After seeing pictures on TV—real, fake and hard-to-tell-and-does-it-really-matter (how can I know if the picture I include below is “real”? There are currently very few images of the damage from Trump’s missile strikes available online outside of those produced and shared by Russian journalism. Meanwhile the American military and press are releasing embedded images of the rocket’s red glare, the bombs bursting in air. How are our images being produced, controlled, circulated? What are the larger forces that influence virality and visibility? We need time to understand these and all images. We need to think through what to do with what we see. We need time and context and care) …

After he and we saw a picture on TV, Trump, the traditional and social media all moved fast. Too fast. Internet quick. With algorithmic speed. This is the dangerous cycle and logic of virality—one that moves with barely human (what I have called proto-being) momentum from images and tweets to missiles, directives, policing, travel bans all with long-term lived consequences for human beings and nations.

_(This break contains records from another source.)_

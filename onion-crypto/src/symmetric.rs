// SPDX-License-Identifier: PMPL-1.0-or-later
// Copyright (c) 2026 Jonathan D.A. Jewell (hyperpolymath) <jonathan.jewell@open.ac.uk>
//
// AES-256-GCM session keys.
//
// Blob format:
//   [12 bytes: random IV]
//   [N bytes:  AES-GCM ciphertext (plaintext + 16-byte tag)]

use aes_gcm::aead::generic_array::GenericArray;
use aes_gcm::aead::{Aead, KeyInit};
use aes_gcm::Aes256Gcm;
use rand::rngs::OsRng;
use rand::RngCore;
use zeroize::{Zeroize, ZeroizeOnDrop};

use crate::encoding;
use crate::error::{CryptoError, Result};

/// AES-256 key size (bytes).
pub const KEY_LEN: usize = 32;
/// AES-GCM IV size (bytes).
pub const IV_LEN: usize = 12;
/// GCM authentication tag size (bytes).
pub const TAG_LEN: usize = 16;
/// Smallest well-formed blob: IV + tag over an empty plaintext.
pub const MIN_BLOB_LEN: usize = IV_LEN + TAG_LEN;

/// A 256-bit AES-GCM key, zeroized on drop.
#[derive(Clone, PartialEq, Eq, Zeroize, ZeroizeOnDrop)]
pub struct SymmetricKey([u8; KEY_LEN]);

impl SymmetricKey {
    /// Build a key from exactly [`KEY_LEN`] raw bytes.
    pub fn from_slice(bytes: &[u8]) -> Result<Self> {
        let raw: [u8; KEY_LEN] = bytes.try_into().map_err(|_| {
            CryptoError::KeyFormat(format!(
                "symmetric key must be {KEY_LEN} bytes, got {}",
                bytes.len()
            ))
        })?;
        Ok(Self(raw))
    }

    pub fn as_bytes(&self) -> &[u8; KEY_LEN] {
        &self.0
    }

    fn cipher(&self) -> Aes256Gcm {
        Aes256Gcm::new(GenericArray::from_slice(&self.0))
    }
}

impl std::fmt::Debug for SymmetricKey {
    fn fmt(&self, f: &mut std::fmt::Formatter<'_>) -> std::fmt::Result {
        f.write_str("SymmetricKey([REDACTED])")
    }
}

/// Generate a fresh random AES-256 key.
pub fn generate_symmetric_key() -> SymmetricKey {
    let mut raw = [0u8; KEY_LEN];
    OsRng.fill_bytes(&mut raw);
    let key = SymmetricKey(raw);
    raw.zeroize();
    key
}

/// Base64 of the raw key bytes.
pub fn export_symmetric_key(key: &SymmetricKey) -> String {
    encoding::encode(&key.0)
}

/// Inverse of [`export_symmetric_key`].
pub fn import_symmetric_key(encoded: &str) -> Result<SymmetricKey> {
    let mut raw = encoding::decode_key(encoded)?;
    let key = SymmetricKey::from_slice(&raw);
    raw.zeroize();
    key
}

/// Encrypt raw bytes, returning `IV || ciphertext || tag`.
///
/// Every call draws a new IV from the OS RNG.
pub fn seal_bytes(key: &SymmetricKey, plaintext: &[u8]) -> Result<Vec<u8>> {
    let mut iv = [0u8; IV_LEN];
    OsRng.fill_bytes(&mut iv);

    let ciphertext = key
        .cipher()
        .encrypt(GenericArray::from_slice(&iv), plaintext)
        .map_err(|_| CryptoError::Encryption)?;

    let mut blob = Vec::with_capacity(IV_LEN + ciphertext.len());
    blob.extend_from_slice(&iv);
    blob.extend_from_slice(&ciphertext);
    Ok(blob)
}

/// Decrypt an `IV || ciphertext || tag` blob.
pub fn open_bytes(key: &SymmetricKey, blob: &[u8]) -> Result<Vec<u8>> {
    if blob.len() < MIN_BLOB_LEN {
        return Err(CryptoError::Decryption);
    }

    let (iv, ciphertext) = blob.split_at(IV_LEN);
    key.cipher()
        .decrypt(GenericArray::from_slice(iv), ciphertext)
        .map_err(|_| CryptoError::Decryption)
}

/// Encrypt UTF-8 text; returns the base64 blob.
pub fn sym_encrypt(key: &SymmetricKey, plaintext: &str) -> Result<String> {
    let blob = seal_bytes(key, plaintext.as_bytes())?;
    Ok(encoding::encode(&blob))
}

/// Decrypt a base64 blob produced by [`sym_encrypt`].
pub fn sym_decrypt(key: &SymmetricKey, blob_b64: &str) -> Result<String> {
    let blob = encoding::decode_data(blob_b64)?;
    let plaintext = open_bytes(key, &blob)?;
    encoding::into_utf8(plaintext)
}

/// [`sym_decrypt`] for callers that only hold the exported key string.
pub fn sym_decrypt_with_encoded_key(key_b64: &str, blob_b64: &str) -> Result<String> {
    let key = import_symmetric_key(key_b64)?;
    sym_decrypt(&key, blob_b64)
}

In #100hardtruths #80 I suggested we need strategies to “outlast virality.” “Outlast virility,” I suggest, in relation to a cycle of news, #fakenews, and related actions that have accelerated to a dangerous pitch where rational, legal and ethical care and consideration can no longer be exacted before we act. “Outlast virility” in connection to said speed and the virile weaponized powers of patriarchal aggression it authorizes.

The aftermath of a US air strike on a Syrian military base Instagram/Evegeny Poddubny

In 5 #hardtruths and 2 new pledges @#50 I worried that:

the delightful ambiguities of the fake/real binary are being played by this administration, and the sectors of the media and internet that are built upon and refract them, in ways that are at once confusing, entertaining, distracting and also deadly real for actual people and communities. Understanding and not simply producing contradiction; naming and not evading complexity; breaking through the digital hall of mirrors allow us to breaking through the digital hall of mirrors allow us to focus our attention and action upon the real-world applications of #fakenews, a critical project of this time.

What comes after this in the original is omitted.